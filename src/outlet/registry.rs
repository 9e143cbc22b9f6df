use std::cell::RefCell;
use std::collections::{HashMap, HashSet};

use blake3::Hash;

use crate::error::{Result, RouterError};

use super::{OutletContent, OutletHost, OutletId};

#[derive(Debug, Clone)]
struct OutletState {
    content: OutletContent,
    hash: Option<Hash>,
    is_dirty: bool,
}

impl OutletState {
    fn new() -> Self {
        Self {
            content: OutletContent::new(),
            hash: None,
            is_dirty: true,
        }
    }

    fn update_content(&mut self, content: OutletContent) {
        let new_hash = blake3::hash(content.as_bytes());
        if self.hash.map(|h| h != new_hash).unwrap_or(true) {
            self.content = content;
            self.hash = Some(new_hash);
            self.is_dirty = true;
        }
    }
}

/// In-memory [`OutletHost`] tracking which outlets changed since the last
/// drain.
///
/// Replacement is always accepted; the dirty set is a render hint for the
/// embedder, marked only when the stored bytes actually changed. Interior
/// mutability keeps the registry shareable as an `Rc<dyn OutletHost>` in the
/// crate's single-threaded model.
#[derive(Debug, Default)]
pub struct OutletRegistry {
    entries: RefCell<HashMap<OutletId, OutletState>>,
    dirty: RefCell<HashSet<OutletId>>,
}

impl OutletRegistry {
    pub fn new() -> Self {
        Self::default()
    }

    /// Registers a container. Fresh containers start dirty so the embedder
    /// paints them at least once.
    pub fn register(&self, outlet: impl Into<OutletId>) {
        let outlet = outlet.into();
        self.entries
            .borrow_mut()
            .insert(outlet.clone(), OutletState::new());
        self.dirty.borrow_mut().insert(outlet);
    }

    pub fn remove(&self, outlet: &OutletId) {
        self.entries.borrow_mut().remove(outlet);
        self.dirty.borrow_mut().remove(outlet);
    }

    pub fn contains(&self, outlet: &OutletId) -> bool {
        self.entries.borrow().contains_key(outlet)
    }

    pub fn content_of(&self, outlet: &OutletId) -> Option<OutletContent> {
        self.entries
            .borrow()
            .get(outlet)
            .map(|state| state.content.clone())
    }

    /// Drains the outlets whose content changed, with their current payload.
    pub fn take_dirty(&self) -> Vec<(OutletId, OutletContent)> {
        let ids: Vec<_> = self.dirty.borrow_mut().drain().collect();
        let mut entries = self.entries.borrow_mut();
        ids.into_iter()
            .filter_map(|id| {
                entries.get_mut(&id).map(|state| {
                    state.is_dirty = false;
                    (id.clone(), state.content.clone())
                })
            })
            .collect()
    }

    pub fn has_dirty(&self) -> bool {
        !self.dirty.borrow().is_empty()
    }
}

impl OutletHost for OutletRegistry {
    fn ensure(&self, outlet: &OutletId) -> Result<()> {
        if self.contains(outlet) {
            Ok(())
        } else {
            Err(RouterError::OutletNotFound(outlet.clone()))
        }
    }

    fn replace(&self, outlet: &OutletId, content: OutletContent) -> Result<()> {
        let mut entries = self.entries.borrow_mut();
        let state = entries
            .get_mut(outlet)
            .ok_or_else(|| RouterError::OutletNotFound(outlet.clone()))?;
        state.update_content(content);
        if state.is_dirty {
            self.dirty.borrow_mut().insert(outlet.clone());
        }
        Ok(())
    }
}

#[cfg(test)]
mod tests {
    use super::*;

    #[test]
    fn registration_flags_the_outlet_dirty_once() {
        let registry = OutletRegistry::new();
        registry.register("main");

        let dirty = registry.take_dirty();
        assert_eq!(dirty.len(), 1);
        assert_eq!(dirty[0].0, "main");
        assert!(!registry.has_dirty());
    }

    #[test]
    fn replace_detects_changes() {
        let registry = OutletRegistry::new();
        registry.register("main");
        registry.take_dirty();

        registry
            .replace(&"main".to_string(), "hello".to_string())
            .unwrap();
        let dirty = registry.take_dirty();
        assert_eq!(dirty.len(), 1);
        assert_eq!(dirty[0].1, "hello");

        registry
            .replace(&"main".to_string(), "hello".to_string())
            .unwrap();
        assert!(registry.take_dirty().is_empty());
    }

    #[test]
    fn replace_on_a_missing_outlet_is_a_boundary_error() {
        let registry = OutletRegistry::new();
        let err = registry
            .replace(&"ghost".to_string(), "x".to_string())
            .unwrap_err();
        assert!(matches!(err, RouterError::OutletNotFound(id) if id == "ghost"));
        assert!(registry.ensure(&"ghost".to_string()).is_err());
    }

    #[test]
    fn remove_clears_both_entry_and_dirt() {
        let registry = OutletRegistry::new();
        registry.register("main");
        registry.remove(&"main".to_string());
        assert!(!registry.contains(&"main".to_string()));
        assert!(registry.take_dirty().is_empty());
    }
}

============

→ WHAT YOU WILL DO
All of the material above should be repeated word for word.

→ WRITTEN SOLUTION
filename src/outlet/registry.rs
repository 9e143cbc22b9f6df
use std::cell::RefCell;
use std::collections::{HashMap, HashSet};

use blake3::Hash;

use crate::error::{Result, RouterError};

use super::{OutletContent, OutletHost, OutletId};

#[derive(Debug, Clone)]
struct OutletState {
    content: OutletContent,
    hash: Option<Hash>,
    is_dirty: bool,
}

impl OutletState {
    fn new() -> Self {
        Self {
            content: OutletContent::new(),
            hash: None,
            is_dirty: true,
        }
    }

    fn update_content(&mut self, content: OutletContent) {
        let new_hash = blake3::hash(content.as_bytes());
        if self.hash.map(|h| h != new_hash).unwrap_or(true) {
            self.content = content;
            self.hash = Some(new_hash);
            self.is_dirty = true;
        }
    }
}

/// In-memory [`OutletHost`] tracking which outlets changed since the last
/// drain.
///
/// Replacement is always accepted; the dirty set is a render hint for the
/// embedder, marked only when the stored bytes actually changed. Interior
/// mutability keeps the registry shareable as an `Rc<dyn OutletHost>` in the
/// crate's single-threaded model.
#[derive(Debug, Default)]
pub struct OutletRegistry {
    entries: RefCell<HashMap<OutletId, OutletState>>,
    dirty: RefCell<HashSet<OutletId>>,
}

impl OutletRegistry {
    pub fn new() -> Self {
        Self::default()
    }

    /// Registers a container. Fresh containers start dirty so the embedder
    /// paints them at least once.
    pub fn register(&self, outlet: impl Into<OutletId>) {
        let outlet = outlet.into();
        self.entries
            .borrow_mut()
            .insert(outlet.clone(), OutletState::new());
        self.dirty.borrow_mut().insert(outlet);
    }

    pub fn remove(&self, outlet: &OutletId) {
        self.entries.borrow_mut().remove(outlet);
        self.dirty.borrow_mut().remove(outlet);
    }

    pub fn contains(&self, outlet: &OutletId) -> bool {
        self.entries.borrow().contains_key(outlet)
    }

    pub fn content_of(&self, outlet: &OutletId) -> Option<OutletContent> {
        self.entries
            .borrow()
            .get(outlet)
            .map(|state| state.content.clone())
    }

    /// Drains the outlets whose content changed, with their current payload.
    pub fn take_dirty(&self) -> Vec<(OutletId, OutletContent)> {
        let ids: Vec<_> = self.dirty.borrow_mut().drain().collect();
        let mut entries = self.entries.borrow_mut();
        ids.into_iter()
            .filter_map(|id| {
                entries.get_mut(&id).map(|state| {
                    state.is_dirty = false;
                    (id.clone(), state.content.clone())
                })
            })
            .collect()
    }

    pub fn has_dirty(&self) -> bool {
        !self.dirty.borrow().is_empty()
    }
}

impl OutletHost for OutletRegistry {
    fn ensure(&self, outlet: &OutletId) -> Result<()> {
        if self.contains(outlet) {
            Ok(())
        } else {
            Err(RouterError::OutletNotFound(outlet.clone()))
        }
    }

    fn replace(&self, outlet: &OutletId, content: OutletContent) -> Result<()> {
        let mut entries = self.entries.borrow_mut();
        let state = entries
            .get_mut(outlet)
            .ok_or_else(|| RouterError::OutletNotFound(outlet.clone()))?;
        state.update_content(content);
        if state.is_dirty {
            self.dirty.borrow_mut().insert(outlet.clone());
        }
        Ok(())
    }
}

#[cfg(test)]
mod tests {
    use super::*;

    #[test]
    fn registration_flags_the_outlet_dirty_once() {
        let registry = OutletRegistry::new();
        registry.register("main");

        let dirty = registry.take_dirty();
        assert_eq!(dirty.len(), 1);
        assert_eq!(dirty[0].0, "main");
        assert!(!registry.has_dirty());
    }

    #[test]
    fn replace_detects_changes() {
        let registry = OutletRegistry::new();
        registry.register("main");
        registry.take_dirty();

        registry
            .replace(&"main".to_string(), "hello".to_string())
            .unwrap();
        let dirty = registry.take_dirty();
        assert_eq!(dirty.len(), 1);
        assert_eq!(dirty[0].1, "hello");

        registry
            .replace(&"main".to_string(), "hello".to_string())
            .unwrap();
        assert!(registry.take_dirty().is_empty());
    }

    #[test]
    fn replace_on_a_missing_outlet_is_a_boundary_error() {
        let registry = OutletRegistry::new();
        let err = registry
            .replace(&"ghost".to_string(), "x".to_string())
            .unwrap_err();
        assert!(matches!(err, RouterError::OutletNotFound(id) if id == "ghost"));
        assert!(registry.ensure(&"ghost".to_string()).is_err());
    }

    #[test]
    fn remove_clears_both_entry_and_dirt() {
        let registry = OutletRegistry::new();
        registry.register("main");
        registry.remove(&"main".to_string());
        assert!(!registry.contains(&"main".to_string()));
        assert!(registry.take_dirty().is_empty());
    }
}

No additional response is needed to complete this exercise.